90 procent filmu to twarde science. Elementy które sprawiają ze film jest naprawdę wartościowy to:
1. Nawiązanie do "2001 Odysei kosmicznej" . Ta sama historia opowiedziana językiem 21 wiecznej nauki.
2. Pokazanie jak wielką wartością jest nauka i wiedza. Murphy to dzisiejsza Hypatia
3. Film jest zachętą do wejścia w świat nauk ścisłych, który został pokazany jako dobry, szlachetny i życzliwy dla ludzi o szerokich horyzontach. Nie trzeba się bać czarnych dziur i podróży w czasie.
4. Dusza/świadomość to integralna część wielowymiarowego wszechświata. Każda istota i przedmiot ma w nim miejsce. Nawet sztuczna inteligencja robota.
Pewnie nie zrozumiał co się dzieje. Cooper utknął w tym wymiarze i widział to czego najbardziej pragnął: swojej córki. Dzięki temu mógł się z nią porozumieć. I to oznaczało stwierdzenie, że znajdzie ją dzięki miłości.
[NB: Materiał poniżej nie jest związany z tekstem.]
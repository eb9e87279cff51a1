// ABOUTME: Knowledge-base ingestion shared by file uploads and Google Docs imports
// ABOUTME: Ensures the assistant has a linked vector store and attaches uploaded files to it
//
// SPDX-License-Identifier: MIT OR Apache-2.0
// Copyright (c) 2025 Air Lab

use crate::database_plugins::factory::Database;
use crate::database_plugins::DatabaseProvider;
use crate::errors::{AppError, AppResult};
use crate::models::{Assistant, DocumentStatus, KnowledgeBaseEntry};
use crate::openai::{AssistantParams, AssistantsApi, FileObject};
use crate::storage::{new_object_path, ObjectMetadata, ObjectStorage};
use bytes::Bytes;
use chrono::Utc;
use tracing::{info, warn};
use uuid::Uuid;

/// Return the assistant's vector store, creating and linking one if missing
///
/// A new store is named `"{assistant name} Knowledge Base"`. The assistant
/// gains the `file_search` tool, the `OpenAI` assistant is updated to search
/// the store, and the local record is saved. If linking a new store fails the
/// store is deleted again and the assistant keeps its previous tools.
///
/// # Errors
///
/// Returns an error if any `OpenAI` call or the database update fails
pub async fn ensure_vector_store(
    database: &Database,
    api: &dyn AssistantsApi,
    assistant: &mut Assistant,
) -> AppResult<String> {
    let previous_tools = assistant.tools.clone();
    if let Some(id) = assistant.vector_store_id.clone() {
        if !assistant.has_file_search() {
            assistant.ensure_file_search();
            if let Err(e) = link_vector_store(database, api, assistant).await {
                assistant.tools = previous_tools;
                return Err(e);
            }
        }
        return Ok(id);
    }

    let store = api
        .create_vector_store(&format!("{} Knowledge Base", assistant.name))
        .await?;
    info!(assistant_id = %assistant.id, vector_store_id = %store.id, "Created vector store");

    assistant.vector_store_id = Some(store.id.clone());
    assistant.ensure_file_search();
    if let Err(e) = link_vector_store(database, api, assistant).await {
        assistant.vector_store_id = None;
        assistant.tools = previous_tools;
        if let Err(cleanup) = api.delete_vector_store(&store.id).await {
            warn!(
                vector_store_id = %store.id,
                "Failed to delete unlinked vector store: {cleanup}"
            );
        }
        return Err(e);
    }
    Ok(store.id)
}

async fn link_vector_store(
    database: &Database,
    api: &dyn AssistantsApi,
    assistant: &mut Assistant,
) -> AppResult<()> {
    sync_remote(api, assistant).await?;
    assistant.updated_at = Utc::now();
    database.update_assistant(assistant).await
}

async fn sync_remote(api: &dyn AssistantsApi, assistant: &Assistant) -> AppResult<()> {
    if let Some(remote_id) = assistant.openai_assistant_id.as_deref() {
        api.update_assistant(remote_id, &AssistantParams::from_assistant(assistant))
            .await?;
    }
    Ok(())
}

/// Upload bytes to `OpenAI` and attach them to the assistant's vector store
///
/// # Errors
///
/// Returns an error if the upload, store creation or attach fails
pub async fn attach_file(
    database: &Database,
    api: &dyn AssistantsApi,
    assistant: &mut Assistant,
    file_name: &str,
    bytes: Vec<u8>,
    mime_type: Option<&str>,
) -> AppResult<(FileObject, String)> {
    let file = api.upload_file(file_name, bytes, mime_type).await?;
    let vector_store_id = match ensure_vector_store(database, api, assistant).await {
        Ok(id) => id,
        Err(e) => {
            discard_file(api, &file.id).await;
            return Err(e);
        }
    };
    if let Err(e) = api.add_vector_store_file(&vector_store_id, &file.id).await {
        discard_file(api, &file.id).await;
        return Err(e);
    }
    Ok((file, vector_store_id))
}

async fn discard_file(api: &dyn AssistantsApi, file_id: &str) {
    if let Err(e) = api.delete_file(file_id).await {
        warn!(file_id, "Failed to delete orphaned OpenAI file: {e}");
    }
}

/// An uploaded knowledge-base file
pub struct KnowledgeUpload {
    /// Client file name
    pub file_name: String,
    /// MIME type from the multipart part
    pub mime_type: Option<String>,
    /// File contents
    pub bytes: Bytes,
}

/// Store an uploaded file and index it for the assistant
///
/// The bytes always land in object storage first. OpenAI failures after that
/// are recorded on the entry as `failed` with the error text rather than
/// returned.
///
/// # Errors
///
/// Returns `INVALID_INPUT` for empty files and storage or database errors
pub async fn ingest_upload(
    database: &Database,
    api: &dyn AssistantsApi,
    storage: &dyn ObjectStorage,
    assistant: &mut Assistant,
    upload: KnowledgeUpload,
) -> AppResult<KnowledgeBaseEntry> {
    if upload.bytes.is_empty() {
        return Err(AppError::invalid_input("Uploaded file is empty"));
    }

    let object_path = new_object_path(&upload.file_name);
    storage
        .put(
            &object_path,
            upload.bytes.clone(),
            &ObjectMetadata {
                owner_id: assistant.user_id,
                content_type: upload.mime_type.clone(),
                file_name: upload.file_name.clone(),
            },
        )
        .await?;

    let mut entry = KnowledgeBaseEntry {
        id: Uuid::new_v4(),
        assistant_id: assistant.id,
        user_id: assistant.user_id,
        file_name: upload.file_name.clone(),
        object_path,
        mime_type: upload.mime_type.clone(),
        size_bytes: i64::try_from(upload.bytes.len()).unwrap_or(i64::MAX),
        openai_file_id: None,
        vector_store_id: None,
        status: DocumentStatus::Pending,
        error: None,
        created_at: Utc::now(),
    };
    database.create_kb_entry(&entry).await?;

    match attach_file(
        database,
        api,
        assistant,
        &upload.file_name,
        upload.bytes.to_vec(),
        upload.mime_type.as_deref(),
    )
    .await
    {
        Ok((file, vector_store_id)) => {
            entry.openai_file_id = Some(file.id);
            entry.vector_store_id = Some(vector_store_id);
            entry.status = DocumentStatus::Processed;
        }
        Err(e) => {
            warn!(entry_id = %entry.id, "Knowledge base indexing failed: {e}");
            entry.status = DocumentStatus::Failed;
            entry.error = Some(e.message);
        }
    }
    database.update_kb_entry(&entry).await?;
    Ok(entry)
}

/// Remove a knowledge-base entry with best-effort remote and object cleanup
///
/// # Errors
///
/// Returns an error only if the database delete fails
pub async fn remove_entry(
    database: &Database,
    api: &dyn AssistantsApi,
    storage: &dyn ObjectStorage,
    entry: &KnowledgeBaseEntry,
) -> AppResult<()> {
    if let Some(file_id) = entry.openai_file_id.as_deref() {
        if let Some(vector_store_id) = entry.vector_store_id.as_deref() {
            if let Err(e) = api.remove_vector_store_file(vector_store_id, file_id).await {
                warn!(file_id, "Failed to detach file from vector store: {e}");
            }
        }
        discard_file(api, file_id).await;
    }
    if let Err(e) = storage.delete(&entry.object_path).await {
        warn!(object_path = %entry.object_path, "Failed to delete stored object: {e}");
    }
    database.delete_kb_entry(entry.id).await?;
    Ok(())
}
Gdzie byleś na seansie i kiedy? Może Sadyba 11.11 godzina 15:00. Tak sobie przypominam, że podczas tych wznioslych slów pacnąłem sobie w czolo :) ale moja dyszka nie oznacza, że film jest bez wad, tylko że od genialnego Dystryku 9 nic mnie tak nie zachwycilo i zaskoczylo pomyslowoscia, aktorstwem(chociaż cooper byl troche jak detektyw z pewnego serialu ), tempem akcji, i niesamowitymi zwrotami akcj a takze oprawa audio wizualna.
Bylem w Bydgoszczy. Jednak na to wygląda, że ani ja, ani gość z mojej sali nie byliśmy jedynymi z takimi poglądami - to mnie miło zaskakuje.
Co do aktorstwa, wież mi, że co do McConaughey'a odczułem dokładnie to samo! I nazywajmy rzeczy po imieniu - chodzi oczywiście o jego postać z serialu True Detective ;) Aczkolwiek i tak go cenię - najbardziej właśnie za rolę we wspomnianym serialu - i mam nadzieję, że po prostu tak wczuł się w postać detektywa Rusta, że jeszcze mu z niej trochę "zostało" ;)
Mało tego, we spomnianym serialu detektyw Rust w jednym z odcinkow tlumaczy czym jest czas :) taki smaczek. Jednak w Interstellar dużo gral emocjami a w Detektywie twardy jak stal.
Ja tylko jedno zdanie ws. ciekawej dyskusji między ROBERT_STO a HUtH. Może wystawiam się na strzał, ale moim zdaniem obaj się mylicie i macie rację :) Ja to widzę tak:
1. Film był mega sentymentalny - opowiadał o relacjach między ludźmi w większym stopniu niż metafizyczna "Odyseja". Stare SF to do siebie miały że za cel rozprawki brały zagadnienia ideowe, teoretyczne, absolut, metafizykę, nieznane, etc. Takie intelektualno-oświeceniowe podejście do gatunku.
2. Mimo to w filmie zdecydowanie obecna była metafizyka, grała w nim główną rolę, ale inaczej niż w klasyce sf - metafizyką miała być nienaukowa i nieodkrywcza miłość.
I w sumie czemu nie?
Protestowałem przeciwko łatce sentymentalizmu niejako z urzędu, odbierając taką ocenę jako atak na dobry moim zdaniem film sci-fi.
W klasycznych filmach sci- fi bardziej chyba czuli niż wiedzieli. Fizyka czarnych dziur w latach 60 to epoka kamienia łupanego w porównaniu do dzisiejszej nauki, tak naprawdę wielowymiarowe wszechświaty i fizyka podróży w czasie to efekt badań ostatnich 20 lat.